Cuando él llegó creí poner fin a mi tristeza; a partir de su ausencia sólo la
muerte tendrá sentido para mí. Pero, ¿cómo hablo de la muerte? La muerte
únicamente puede ser el consuelo de los mortales; los inmortales no contamos
siquiera con la opción del suicidio.
Suplico al padre Zeus
que me arrebate la existencia y que —pasando por alto mi frágil eternidad—
envíe uno de sus rayos para borrar mi imagen de la faz de la tierra.
...
El Cronida la miraba desde lejos, la miraba
sonriendo, porque él sabía mejor que nadie que los inmortales deben ajustarse a
otros plazos diferentes en donde la posibilidad de la muerte es muy lejana.

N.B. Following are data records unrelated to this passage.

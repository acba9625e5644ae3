pub mod error;
pub mod orchestrator;

pub use error::SynthesisError;
pub use orchestrator::{AudioArtifact, SynthesisOrchestrator};
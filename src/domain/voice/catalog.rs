use std::collections::HashMap;

use serde::{Deserialize, Serialize};

use super::error::ResolutionError;
use crate::infrastructure::speech::SpeechBackend;

/// Languages offered to callers, kept to a small curated subset of
/// everything the backend can speak.
const ALLOWED_LANGUAGES: &[(&str, &str)] = &[
    ("en", "English"),
    ("es", "Spanish"),
    ("fr", "French"),
    ("de", "German"),
    ("it", "Italian"),
    ("pt", "Portuguese"),
    ("hi", "Hindi"),
];

/// The guaranteed default, present even when the backend catalog fetch
/// fails or comes back incomplete.
pub const DEFAULT_LANGUAGE_LABEL: &str = "English";
pub const DEFAULT_LANGUAGE_CODE: &str = "en";
pub const DEFAULT_VOICE_LABEL: &str = "US English (Standard)";

/// Voice/accent labels mapped to the backend's regional host identifiers.
/// This set is curated by hand, independently of the language table.
const VOICE_VARIANTS: &[(&str, &str)] = &[
    ("US English (Standard)", "com"),
    ("UK English (Accent)", "co.uk"),
    ("Australian English (Accent)", "com.au"),
    ("Indian English (Accent)", "co.in"),
    ("French (Accent)", "fr"),
    ("Spanish (Accent)", "es"),
];

#[derive(Debug, Clone, Serialize, Deserialize)]
pub struct LanguageOption {
    pub label: String,
    pub code: String,
}

#[derive(Debug, Clone, Serialize, Deserialize)]
pub struct VoiceOption {
    pub label: String,
    pub host_tag: String,
}

/// A resolved (language code, regional host tag) pair ready to hand to the
/// synthesis backend. The two halves are validated independently; whether a
/// mismatched pairing (say Hindi with the French host) produces audio is
/// the backend's decision and is surfaced verbatim.
#[derive(Debug, Clone, PartialEq, Eq)]
pub struct VoiceConfig {
    pub language_code: String,
    pub host_tag: String,
}

/// Immutable selection tables, built once at process start and injected
/// into whoever needs to resolve or enumerate selections.
pub struct VoiceCatalog {
    languages: Vec<LanguageOption>,
    voices: Vec<VoiceOption>,
}

impl VoiceCatalog {
    /// Fetch the backend's language catalog and filter it down to the
    /// curated allow-list. A failed fetch degrades to the allow-list's
    /// guaranteed default rather than failing startup.
    pub async fn load(backend: &dyn SpeechBackend) -> Self {
        match backend.list_languages().await {
            Ok(catalog) => {
                tracing::info!(
                    backend_languages = catalog.len(),
                    "speech backend language catalog fetched"
                );
                Self::from_backend_catalog(&catalog)
            }
            Err(e) => {
                tracing::warn!(
                    error = %e,
                    "language catalog fetch failed, offering only the default language"
                );
                Self::from_backend_catalog(&HashMap::new())
            }
        }
    }

    /// Keep allow-listed languages the backend actually reports, under their
    /// curated labels. The default language is always present.
    pub fn from_backend_catalog(catalog: &HashMap<String, String>) -> Self {
        let mut languages = vec![LanguageOption {
            label: DEFAULT_LANGUAGE_LABEL.to_string(),
            code: DEFAULT_LANGUAGE_CODE.to_string(),
        }];

        for (code, label) in ALLOWED_LANGUAGES {
            if *code == DEFAULT_LANGUAGE_CODE {
                continue;
            }
            if catalog.contains_key(*code) {
                languages.push(LanguageOption {
                    label: (*label).to_string(),
                    code: (*code).to_string(),
                });
            }
        }

        let voices = VOICE_VARIANTS
            .iter()
            .map(|(label, host_tag)| VoiceOption {
                label: (*label).to_string(),
                host_tag: (*host_tag).to_string(),
            })
            .collect();

        Self { languages, voices }
    }

    pub fn languages(&self) -> &[LanguageOption] {
        &self.languages
    }

    pub fn voices(&self) -> &[VoiceOption] {
        &self.voices
    }

    /// Pure lookup. Selections normally come from the same tables served to
    /// the caller, so misses only happen on unvalidated input (direct API
    /// calls); those get `UnknownSelection` instead of a panic or fallback.
    pub fn resolve(&self, language: &str, voice: &str) -> Result<VoiceConfig, ResolutionError> {
        let language_code = self
            .languages
            .iter()
            .find(|l| l.label == language || l.code == language)
            .map(|l| l.code.clone())
            .ok_or_else(|| ResolutionError::UnknownSelection(format!("language {:?}", language)))?;

        let host_tag = self
            .voices
            .iter()
            .find(|v| v.label == voice)
            .map(|v| v.host_tag.clone())
            .ok_or_else(|| ResolutionError::UnknownSelection(format!("voice {:?}", voice)))?;

        Ok(VoiceConfig {
            language_code,
            host_tag,
        })
    }
}
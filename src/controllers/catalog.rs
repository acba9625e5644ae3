use axum::{extract::State, Json};
use std::sync::Arc;

use crate::domain::voice::{LanguageOption, VoiceCatalog, VoiceOption};

/// Serves the selection tables the conversion endpoint validates against,
/// so clients can populate their pickers from the same source of truth.
pub struct CatalogController {
    catalog: Arc<VoiceCatalog>,
}

impl CatalogController {
    pub fn new(catalog: Arc<VoiceCatalog>) -> Self {
        Self { catalog }
    }

    /// GET /api/languages - Curated output languages
    pub async fn languages(
        State(controller): State<Arc<CatalogController>>,
    ) -> Json<Vec<LanguageOption>> {
        Json(controller.catalog.languages().to_vec())
    }

    /// GET /api/voices - Voice/accent variants
    pub async fn voices(
        State(controller): State<Arc<CatalogController>>,
    ) -> Json<Vec<VoiceOption>> {
        Json(controller.catalog.voices().to_vec())
    }
}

Calipso se duerme esa noche contemplando la
inmensidad del sitio que habitaba. Piensa en Odiseo y se entrega a un canto
silencioso, canto de dolor y angustia, de reproche y celos. No puede creer que
ha perdido en un segundo lo que atesoró durante largos años.
...
—Aunque tendría que
ser así, no puedo desearte lo mejor. Sumida en el silencio de mi propio paisaje
siento odio por ti; porque me abandonaste cuando más te necesitaba y porque
fuiste fiel a las palabras del Zeus tonante y dejaste a un lado mi propia
realidad.
He conservado conmigo
un par de sandalias que olvidaste en la alcoba; aunque parezca mentira ese
calzado me habla de ti a cada instante. Con él recorriste nuestra isla, pisaste
cada tramo que nos llevó desde el mar hasta el lecho. Te lo quitaste para estar
conmigo y tus pies hermosamente perfectos vibraron bajo el impulso del amor.
Te sigo amando con un
odio renovado. Nunca acabaré mi queja plañidera, porque la vida me ha enseñado
que hombres como tú representan el alfa y el omega de una mujer. En el
principio fuiste fiel a lo que supiste entregarme; en este fin que a mí me
lastima como nada puede hacerlo en el mundo, te extraño hondamente. Seguiré
viviendo sólo porque no me está autorizada otra salida. Cuando estés en brazos
de Penélope me recordarás, no podrás evitarlo. Estas lágrimas que se deslizan
por mi cara son el mejor testimonio de la pasión que nunca morirá. Te prometí
la eternidad a mi lado y tú me has dado a cambio la inmortalidad de mi llanto.